Many arrive at adulthood still ungrounded. You might think, as an adult, that a weak self is where you want to be anyway—lose the ego so you can be enveloped in a unitive, nondualistic consciousness, as many traditional approaches to self development contend (Cortright, 1997).

But to let go of ego you have to have an ego to begin with. You can’t be an oak tree if the acorn never sprouted and grew. Being a “no-self” is not the same as being a non-self. The empty, non-selfness that is widespread today is susceptible to the manipulation of others who know your weakness, your reactivity, your fearfulness. Politicians love to get you fired up against some threat so they can control your attitudes/vote/pocketbook. Weak non-selves can easily be deluded. If you don’t have a strong ego, you will be a sheet in the wind and could be used by others to do a lot of damage in the world.

In other words, you need a basic ego for the chance to live a good life.

Many psychotherapists work with clients to develop the ego, to build self-confidence, to learn to find and love the self that has hidden in a deep cave, undernourished or paralyzed. Therapists often work on helping the client heal the primal wound that derailed healthy ego development (Balint, 1968). Therapists who demonstrate interest (not coldness), empathy (not distance), encouragement (not detachment) can set in motion positive change (Barish, 2019).

In my experience, therapists spend a lot of time probing for stories of relationships where the client felt loved and respected. Then they build on those feelings and perceptions. With this kind of psychic nourishment, the client can face and transform the trauma(s) also experienced.

Play is also a useful form of therapy, especially for children. In fact, child therapy began as play therapy (Barish, 2019). Play helps children master anxiety. They can express thoughts and feelings that are otherwise unacceptable. The book by Lawrence Cohen, Playful Parenting: An Exciting New Approach to Raising Children That Will Help You Nurture Close Connections, Solve Behavior Problems, and Encourage Confidence, helps parents help their children mend minor traumas through play.

Adults too can learn through play, but there are other techniques. As noted in a prior post, Maslow’s principles of self-actualization are a way to build the self, the ego. Get to know your unique responses to the world. If you hid yourself away, it will take consistent effort to “learn your self.” Learn your self so you can let it go (next post).

References

Balint, M. (1968). The basic fault: Therapeutic aspects of regression. London: Tavistock Publications.

Barish, K. (2019). How to be a better child therapist: An integrative model for therapeutic change. New York: W.W. Norton.

Beebe, B. and Lachmann, F. (2002). Infant research and adult treatment: Co-constructing interactions. Hillsdale, NJ: Analytic Press.

Benjamin, J. (1988). Bonds of love. New York, NY: Pantheon.
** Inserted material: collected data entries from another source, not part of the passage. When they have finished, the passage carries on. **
//! Channel configuration.
//!
//! Tunables for the connection supervisor: heart-beats, timeouts, backoff
//! and the personal notifications destination.
//!
//! # Example
//!
//! ```ignore
//! use std::time::Duration;
//! use realtime_channel::ChannelOptions;
//!
//! let options = ChannelOptions::new()
//!     .with_heart_beat(5_000, 5_000)
//!     .with_connect_timeout(Duration::from_secs(5))
//!     .with_personal_destination("/user/queue/alerts");
//! ```

// ============================================================================
// Imports
// ============================================================================

use std::time::Duration;

use url::Url;

use crate::channel::BackoffPolicy;
use crate::error::{Error, Result};
use crate::protocol::HeartBeat;

// ============================================================================
// Constants
// ============================================================================

/// Default personal notifications destination.
pub const DEFAULT_PERSONAL_DESTINATION: &str = "/user/queue/notifications";

/// Default heart-beat interval in both directions, in milliseconds.
const DEFAULT_HEART_BEAT_MS: u64 = 10_000;

/// Missed inbound intervals tolerated before the link is declared dead.
const DEFAULT_HEARTBEAT_GRACE: u32 = 2;

/// Time allowed for the transport to open and the broker to acknowledge.
const DEFAULT_CONNECT_TIMEOUT: Duration = Duration::from_secs(10);

/// Identical credential events closer than this are collapsed.
const DEFAULT_DEDUP_WINDOW: Duration = Duration::from_millis(250);

/// Longest accepted connect timeout, backoff delay or heart-beat interval.
pub const MAX_INTERVAL: Duration = Duration::from_secs(86_400);

// ============================================================================
// ChannelOptions
// ============================================================================

/// Supervisor configuration.
#[derive(Debug, Clone, PartialEq, Eq)]
pub struct ChannelOptions {
    /// Virtual host sent in CONNECT. Defaults to the endpoint host.
    pub host: Option<String>,

    /// Destination auto-subscribed on every connect.
    pub personal_destination: String,

    /// Heart-beat intervals advertised in CONNECT.
    pub heart_beat: HeartBeat,

    /// Inbound silence tolerated, as a multiple of the negotiated interval.
    pub heartbeat_grace: u32,

    /// Deadline for transport open and for CONNECT acknowledgment.
    pub connect_timeout: Duration,

    /// Reconnect delays.
    pub backoff: BackoffPolicy,

    /// Window in which identical credential events are dropped.
    pub credential_dedup_window: Duration,
}

// ============================================================================
// Constructors
// ============================================================================

impl ChannelOptions {
    /// Creates options with default settings.
    #[inline]
    #[must_use]
    pub fn new() -> Self {
        Self {
            host: None,
            personal_destination: DEFAULT_PERSONAL_DESTINATION.to_string(),
            heart_beat: HeartBeat::new(DEFAULT_HEART_BEAT_MS, DEFAULT_HEART_BEAT_MS),
            heartbeat_grace: DEFAULT_HEARTBEAT_GRACE,
            connect_timeout: DEFAULT_CONNECT_TIMEOUT,
            backoff: BackoffPolicy::default(),
            credential_dedup_window: DEFAULT_DEDUP_WINDOW,
        }
    }
}

impl Default for ChannelOptions {
    fn default() -> Self {
        Self::new()
    }
}

// ============================================================================
// Builder Methods
// ============================================================================

impl ChannelOptions {
    /// Sets the CONNECT virtual host.
    #[inline]
    #[must_use]
    pub fn with_host(mut self, host: impl Into<String>) -> Self {
        self.host = Some(host.into());
        self
    }

    /// Sets the personal notifications destination.
    #[inline]
    #[must_use]
    pub fn with_personal_destination(mut self, destination: impl Into<String>) -> Self {
        self.personal_destination = destination.into();
        self
    }

    /// Sets heart-beat intervals in milliseconds. Zero disables a direction.
    #[inline]
    #[must_use]
    pub fn with_heart_beat(mut self, outgoing_ms: u64, incoming_ms: u64) -> Self {
        self.heart_beat = HeartBeat::new(outgoing_ms, incoming_ms);
        self
    }

    /// Sets the inbound heart-beat grace factor.
    #[inline]
    #[must_use]
    pub fn with_heartbeat_grace(mut self, factor: u32) -> Self {
        self.heartbeat_grace = factor;
        self
    }

    /// Sets the connect timeout.
    #[inline]
    #[must_use]
    pub fn with_connect_timeout(mut self, timeout: Duration) -> Self {
        self.connect_timeout = timeout;
        self
    }

    /// Sets the reconnect backoff policy.
    #[inline]
    #[must_use]
    pub fn with_backoff(mut self, backoff: BackoffPolicy) -> Self {
        self.backoff = backoff;
        self
    }

    /// Sets the credential de-duplication window.
    #[inline]
    #[must_use]
    pub fn with_credential_dedup_window(mut self, window: Duration) -> Self {
        self.credential_dedup_window = window;
        self
    }
}

// ============================================================================
// Validation
// ============================================================================

impl ChannelOptions {
    /// Checks the options for values the supervisor cannot work with.
    ///
    /// # Errors
    ///
    /// Returns [`Error::Config`] describing the first invalid value.
    pub fn validate(&self) -> Result<()> {
        if !self.personal_destination.starts_with('/') {
            return Err(Error::config(format!(
                "Personal destination must be an absolute path, got {:?}",
                self.personal_destination
            )));
        }

        if self.heartbeat_grace == 0 {
            return Err(Error::config("Heart-beat grace factor must be at least 1"));
        }

        if self.connect_timeout.is_zero() || self.connect_timeout > MAX_INTERVAL {
            return Err(Error::config(format!(
                "Connect timeout must be within (0, {MAX_INTERVAL:?}], got {:?}",
                self.connect_timeout
            )));
        }

        if self.backoff.max > MAX_INTERVAL {
            return Err(Error::config(format!(
                "Backoff max must not exceed {MAX_INTERVAL:?}, got {:?}",
                self.backoff.max
            )));
        }

        let longest_beat = self.heart_beat.outgoing_ms.max(self.heart_beat.incoming_ms);
        if u128::from(longest_beat) > MAX_INTERVAL.as_millis() {
            return Err(Error::config(format!(
                "Heart-beat interval must not exceed {MAX_INTERVAL:?}, got {longest_beat}ms"
            )));
        }

        if self.backoff.initial.is_zero() || self.backoff.max < self.backoff.initial {
            return Err(Error::config(format!(
                "Backoff must satisfy 0 < initial <= max, got initial={:?} max={:?}",
                self.backoff.initial, self.backoff.max
            )));
        }

        Ok(())
    }

    /// Returns the CONNECT host, falling back to the endpoint host.
    pub(crate) fn resolve_host(&self, endpoint: &Url) -> String {
        self.host
            .clone()
            .or_else(|| endpoint.host_str().map(str::to_string))
            .unwrap_or_else(|| "/".to_string())
    }
}

// ============================================================================
// Endpoint
// ============================================================================

/// Parses a broker endpoint, mapping `http(s)` to `ws(s)`.
///
/// # Errors
///
/// Returns [`Error::Config`] for unparseable URLs or unsupported schemes.
pub(crate) fn parse_endpoint(raw: &str) -> Result<Url> {
    let mut url = Url::parse(raw)
        .map_err(|e| Error::config(format!("Invalid endpoint {raw:?}: {e}")))?;

    let scheme = match url.scheme() {
        "ws" | "http" => "ws",
        "wss" | "https" => "wss",
        other => {
            return Err(Error::config(format!(
                "Unsupported endpoint scheme {other:?}, expected ws, wss, http or https"
            )));
        }
    };

    if url.scheme() != scheme && url.set_scheme(scheme).is_err() {
        return Err(Error::config(format!("Cannot use {raw:?} as a WebSocket endpoint")));
    }

    Ok(url)
}

// ============================================================================
// Tests
// ============================================================================

#[cfg(test)]
mod tests {
    use super::*;

    #[test]
    fn test_defaults() {
        let options = ChannelOptions::new();
        assert_eq!(options.personal_destination, DEFAULT_PERSONAL_DESTINATION);
        assert_eq!(options.heart_beat, HeartBeat::new(10_000, 10_000));
        assert_eq!(options.heartbeat_grace, 2);
        assert_eq!(options.connect_timeout, Duration::from_secs(10));
        assert_eq!(options.credential_dedup_window, Duration::from_millis(250));
        assert_eq!(options, ChannelOptions::default());
        assert!(options.validate().is_ok());
    }

    #[test]
    fn test_builder_chain() {
        let options = ChannelOptions::new()
            .with_host("tracker")
            .with_heart_beat(0, 5_000)
            .with_heartbeat_grace(3)
            .with_personal_destination("/user/queue/alerts");

        assert_eq!(options.host.as_deref(), Some("tracker"));
        assert_eq!(options.heart_beat, HeartBeat::new(0, 5_000));
        assert_eq!(options.heartbeat_grace, 3);
        assert_eq!(options.personal_destination, "/user/queue/alerts");
    }

    #[test]
    fn test_validate_rejects_bad_values() {
        assert!(ChannelOptions::new().with_heartbeat_grace(0).validate().is_err());
        assert!(ChannelOptions::new().with_connect_timeout(Duration::ZERO).validate().is_err());
        assert!(ChannelOptions::new().with_personal_destination("queue").validate().is_err());

        let inverted = BackoffPolicy::new(Duration::from_secs(10), Duration::from_secs(1), 2);
        assert!(ChannelOptions::new().with_backoff(inverted).validate().is_err());
    }

    #[test]
    fn test_validate_bounds_intervals() {
        let err = ChannelOptions::new()
            .with_connect_timeout(Duration::MAX)
            .validate()
            .unwrap_err();
        assert!(matches!(err, Error::Config { .. }));

        let endless = BackoffPolicy::new(Duration::from_secs(1), Duration::MAX, 2);
        assert!(ChannelOptions::new().with_backoff(endless).validate().is_err());

        assert!(ChannelOptions::new().with_heart_beat(u64::MAX, 0).validate().is_err());

        let at_limit = ChannelOptions::new()
            .with_connect_timeout(MAX_INTERVAL)
            .with_backoff(BackoffPolicy::new(Duration::from_secs(1), MAX_INTERVAL, 2));
        assert!(at_limit.validate().is_ok());
    }

    #[test]
    fn test_parse_endpoint_maps_http() {
        assert_eq!(parse_endpoint("http://host/ws").expect("url").as_str(), "ws://host/ws");
        assert_eq!(parse_endpoint("https://host/ws").expect("url").scheme(), "wss");
        assert_eq!(parse_endpoint("wss://host/ws").expect("url").scheme(), "wss");
    }

    #[test]
    fn test_parse_endpoint_rejects() {
        assert!(matches!(parse_endpoint("not a url"), Err(Error::Config { .. })));
        assert!(matches!(parse_endpoint("ftp://host"), Err(Error::Config { .. })));
    }

    #[test]
    fn test_resolve_host() {
        let url = parse_endpoint("ws://broker.example:8080/ws").expect("url");
        assert_eq!(ChannelOptions::new().resolve_host(&url), "broker.example");
        assert_eq!(ChannelOptions::new().with_host("vh").resolve_host(&url), "vh");
    }
}
//! Realtime channel handle.
//!
//! [`RealtimeChannel`] is the single owned entry point the application
//! passes to whatever needs to subscribe, publish or observe the connection.
//! Clones share one supervisor; dropping the last clone shuts it down.
//!
//! # Example
//!
//! ```no_run
//! use realtime_channel::{CredentialEvent, Message, RealtimeChannel};
//!
//! # async fn example() -> realtime_channel::Result<()> {
//! let channel = RealtimeChannel::builder()
//!     .endpoint("wss://tracker.example.com/ws")
//!     .build()?;
//!
//! channel.handle_credential(CredentialEvent::Issued("token".into()))?;
//!
//! let handle = channel.subscribe("/topic/project.42", |message: &Message| {
//!     println!("{} bytes", message.payload.len());
//! })?;
//!
//! channel.unsubscribe(&handle);
//! # Ok(())
//! # }
//! ```

// ============================================================================
// Imports
// ============================================================================

use std::fmt;
use std::sync::Arc;
use std::time::Duration;

use serde::Serialize;
use serde::de::DeserializeOwned;
use tokio::sync::{mpsc, watch};
use tokio::time::timeout;
use tracing::{debug, warn};
use url::Url;

use crate::channel::credential::CredentialBridge;
use crate::channel::dispatch::DispatchRouter;
use crate::channel::registry::{Handler, SharedRegistry, SubscriptionRegistry};
use crate::channel::state::ChannelStatus;
use crate::channel::supervisor::{JSON_CONTENT_TYPE, Supervisor, SupervisorHandle};
use crate::channel::{AlertSink, CacheInvalidator, ConnectionState, CredentialEvent, SubscriptionHandle};
use crate::error::{Error, Result};
use crate::protocol::{Frame, Message};
use crate::transport::Connector;

use super::builder::ChannelBuilder;
use super::options::ChannelOptions;

// ============================================================================
// Constants
// ============================================================================

/// Content type of text publishes.
const TEXT_CONTENT_TYPE: &str = "text/plain;charset=utf-8";

// ============================================================================
// Types
// ============================================================================

/// Internal shared state for the channel.
pub(crate) struct ChannelInner {
    /// Broker endpoint.
    endpoint: Url,

    /// Destination subscribed on every connect.
    personal_destination: String,

    /// Subscriptions, shared with the supervisor.
    registry: SharedRegistry,

    /// State published by the supervisor.
    status: Arc<ChannelStatus>,

    /// Command queue of the supervisor.
    supervisor: SupervisorHandle,
}

impl Drop for ChannelInner {
    fn drop(&mut self) {
        self.supervisor.shutdown();
    }
}

// ============================================================================
// RealtimeChannel
// ============================================================================

/// Authenticated realtime connection to the broker.
///
/// The channel:
/// - Connects when a credential is issued and reconnects on rotation
/// - Retries transient failures with capped backoff
/// - Replays every subscription after each successful connect
#[derive(Clone)]
pub struct RealtimeChannel {
    /// Shared inner state.
    pub(crate) inner: Arc<ChannelInner>,
}

// ============================================================================
// RealtimeChannel - Constructor
// ============================================================================

impl RealtimeChannel {
    /// Creates the channel and spawns its supervisor.
    ///
    /// Must run inside a tokio runtime; [`ChannelBuilder::build`] checks.
    pub(crate) fn new(
        endpoint: Url,
        options: ChannelOptions,
        connector: Arc<dyn Connector>,
        alerts: Arc<dyn AlertSink>,
        invalidator: Arc<dyn CacheInvalidator>,
        credentials: Option<mpsc::UnboundedReceiver<CredentialEvent>>,
    ) -> Self {
        let personal_destination = options.personal_destination.clone();
        let dedup_window = options.credential_dedup_window;

        let registry = SubscriptionRegistry::shared(personal_destination.clone());
        let status = Arc::new(ChannelStatus::new());
        let router = DispatchRouter::new(
            Arc::clone(&registry),
            personal_destination.clone(),
            alerts,
            invalidator,
        );

        let (supervisor, handle) = Supervisor::new(
            endpoint.clone(),
            options,
            connector,
            Arc::clone(&registry),
            router,
            Arc::clone(&status),
        );
        supervisor.spawn();

        if let Some(events) = credentials {
            CredentialBridge::new(handle.clone(), dedup_window).spawn(events);
        }

        debug!(endpoint = %endpoint, "Realtime channel created");

        Self {
            inner: Arc::new(ChannelInner {
                endpoint,
                personal_destination,
                registry,
                status,
                supervisor: handle,
            }),
        }
    }

    /// Creates a configuration builder.
    #[inline]
    #[must_use]
    pub fn builder() -> ChannelBuilder {
        ChannelBuilder::new()
    }
}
Cassidy, J., & Shaver, P. (Eds.) (2008). Handbook of attachment: Theory, research, and clinical applications, 2nd ed. New York, NY: Guilford Press.

Cohen, L. (2002). Playful parenting: An exciting new approach to raising children that will help you nurture close connections, solve behavior problems, and encourage confidence. New York: Ballantine Books.

Cortright, B. (1997). Psychotherapy and spirit: Theory and practice in transpersonal psychotherapy. Albany: Sate University of New York Press.

Eagle, M. (2013). ‘The implications of conceptual critiques and empirical research on unconscious processes for psychoanalytic theory’. Psychoanalytic Review 100(6): 881–917.

Hrdy, S. (2009). Mothers and others: The evolutionary origins of mutual understanding. Cambridge, MA: Belknap Press.

Narvaez, D. (2019). Evolution, childhood and the moral self. In R. Gipps & M. Lacewing (Eds.), The Oxford handbook of philosophy and psychoanalysis (pp. 637-659). London: Oxford University Press. DOI: 10.1093/oxfordhb/9780198789703.013.39

Stern, D.N. (1985). The interpersonal world of the infant. New York: Basic Books.